*** Provided records ***

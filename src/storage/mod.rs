//! Key-value blob persistence.
//!
//! The favorites layer only sees [`KeyValueStore`]; the concrete backend is
//! picked from configuration ([`FileStore`] on disk, [`MemoryStore`] for
//! ephemeral sessions and tests).

mod file;
mod memory;

use std::path::PathBuf;
use thiserror::Error;

pub use file::FileStore;
pub use memory::MemoryStore;

/// Persistence collaborator: string blobs addressed by a string key.
pub trait KeyValueStore: Send + Sync {
    /// Read the blob stored under `key`, `None` if absent.
    fn get(&self, key: &str) -> Result<Option<String>, StorageError>;

    /// Store `value` under `key`, replacing any previous blob.
    fn set(&self, key: &str, value: &str) -> Result<(), StorageError>;
}

/// Errors that can occur when reading or writing the store.
#[derive(Debug, Error)]
pub enum StorageError {
    #[error("Failed to access storage file '{path}': {source}")]
    Io {
        path: PathBuf,
        #[source]
        source: std::io::Error,
    },

    #[error("Storage file '{path}' is not valid JSON: {source}")]
    Corrupt {
        path: PathBuf,
        #[source]
        source: serde_json::Error,
    },

    #[error("Failed to lock storage file '{path}': {source}")]
    Lock {
        path: PathBuf,
        #[source]
        source: std::io::Error,
    },

    #[error("Failed to encode storage document: {0}")]
    Encode(#[source] serde_json::Error),
}
use std::collections::BTreeMap;
use std::fmt;
use std::str::FromStr;

use super::Movie;

/// Minimum-rating buckets offered by the filter dialog.
#[derive(Debug, Clone, Copy, PartialEq, Eq, PartialOrd, Ord, Hash)]
pub enum RatingBucket {
    SevenPlus,
    EightPlus,
    NinePlus,
}

impl RatingBucket {
    /// All buckets in display order.
    pub const ALL: [RatingBucket; 3] = [Self::SevenPlus, Self::EightPlus, Self::NinePlus];

    /// Display label, also accepted by [`RatingBucket::parse`].
    pub fn label(&self) -> &'static str {
        match self {
            Self::SevenPlus => "7+",
            Self::EightPlus => "8+",
            Self::NinePlus => "9+",
        }
    }

    /// Inclusive lower bound on `Movie::rating`.
    pub fn threshold(&self) -> f64 {
        match self {
            Self::SevenPlus => 7.0,
            Self::EightPlus => 8.0,
            Self::NinePlus => 9.0,
        }
    }

    pub fn parse(label: &str) -> Option<Self> {
        match label.trim() {
            "7+" | "7" => Some(Self::SevenPlus),
            "8+" | "8" => Some(Self::EightPlus),
            "9+" | "9" => Some(Self::NinePlus),
            _ => None,
        }
    }
}

impl fmt::Display for RatingBucket {
    fn fmt(&self, f: &mut fmt::Formatter<'_>) -> fmt::Result {
        f.write_str(self.label())
    }
}

impl FromStr for RatingBucket {
    type Err = String;

    fn from_str(s: &str) -> Result<Self, Self::Err> {
        Self::parse(s).ok_or_else(|| format!("unknown rating bucket '{s}' (expected 7+, 8+ or 9+)"))
    }
}

/// User-selected filter options.
///
/// Each category is a map of option -> selected. Only `true` entries count;
/// a category with nothing selected does not restrict the result.
#[derive(Debug, Clone, PartialEq, Default)]
pub struct FilterPredicate {
    pub years: BTreeMap<String, bool>,
    pub directors: BTreeMap<String, bool>,
    pub ratings: BTreeMap<RatingBucket, bool>,
}

impl FilterPredicate {
    /// True when no option in any category is selected.
    pub fn is_empty(&self) -> bool {
        !any_selected(&self.years) && !any_selected(&self.directors) && !any_selected(&self.ratings)
    }

    pub fn with_year(mut self, year: impl Into<String>) -> Self {
        self.years.insert(year.into(), true);
        self
    }

    pub fn with_director(mut self, director: impl Into<String>) -> Self {
        self.directors.insert(director.into(), true);
        self
    }

    pub fn with_rating(mut self, bucket: RatingBucket) -> Self {
        self.ratings.insert(bucket, true);
        self
    }

    pub fn is_year_selected(&self, year: &str) -> bool {
        self.years.get(year).copied().unwrap_or(false)
    }

    pub fn is_director_selected(&self, director: &str) -> bool {
        self.directors.get(director).copied().unwrap_or(false)
    }

    pub fn is_rating_selected(&self, bucket: RatingBucket) -> bool {
        self.ratings.get(&bucket).copied().unwrap_or(false)
    }

    pub fn toggle_year(&mut self, year: &str) {
        let selected = self.is_year_selected(year);
        self.years.insert(year.to_string(), !selected);
    }

    pub fn toggle_director(&mut self, director: &str) {
        let selected = self.is_director_selected(director);
        self.directors.insert(director.to_string(), !selected);
    }

    pub fn toggle_rating(&mut self, bucket: RatingBucket) {
        let selected = self.is_rating_selected(bucket);
        self.ratings.insert(bucket, !selected);
    }

    pub fn selected_ratings(&self) -> impl Iterator<Item = RatingBucket> + '_ {
        selected(&self.ratings).copied()
    }

    /// Whether `movie` passes all three conditions.
    ///
    /// Years and directors are exact matches against the selected set.
    /// Ratings use OR semantics: the movie must reach at least one
    /// selected threshold.
    pub fn matches(&self, movie: &Movie) -> bool {
        self.matches_year(movie.year)
            && self.matches_director(&movie.director)
            && self.matches_rating(movie.rating)
    }

    fn matches_year(&self, year: i32) -> bool {
        !any_selected(&self.years) || self.is_year_selected(&year.to_string())
    }

    fn matches_director(&self, director: &str) -> bool {
        !any_selected(&self.directors) || self.is_director_selected(director)
    }

    fn matches_rating(&self, rating: f64) -> bool {
        if !any_selected(&self.ratings) {
            return true;
        }
        self.selected_ratings().any(|bucket| rating >= bucket.threshold())
    }
}

fn any_selected<K>(options: &BTreeMap<K, bool>) -> bool {
    options.values().any(|selected| *selected)
}

fn selected<K>(options: &BTreeMap<K, bool>) -> impl Iterator<Item = &K> + '_ {
    options
        .iter()
        .filter(|(_, selected)| **selected)
        .map(|(key, _)| key)
}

*** End of Provided records ***

About this task
Verbatim output is expected for the lines from the start of the data to the line in which "pub use memory::MemoryStore;" appears, both included.

Solution below
filename src/storage/mod.rs
//! Key-value blob persistence.
//!
//! The favorites layer only sees [`KeyValueStore`]; the concrete backend is
//! picked from configuration ([`FileStore`] on disk, [`MemoryStore`] for
//! ephemeral sessions and tests).

mod file;
mod memory;

use std::path::PathBuf;
use thiserror::Error;

pub use file::FileStore;
pub use memory::MemoryStore;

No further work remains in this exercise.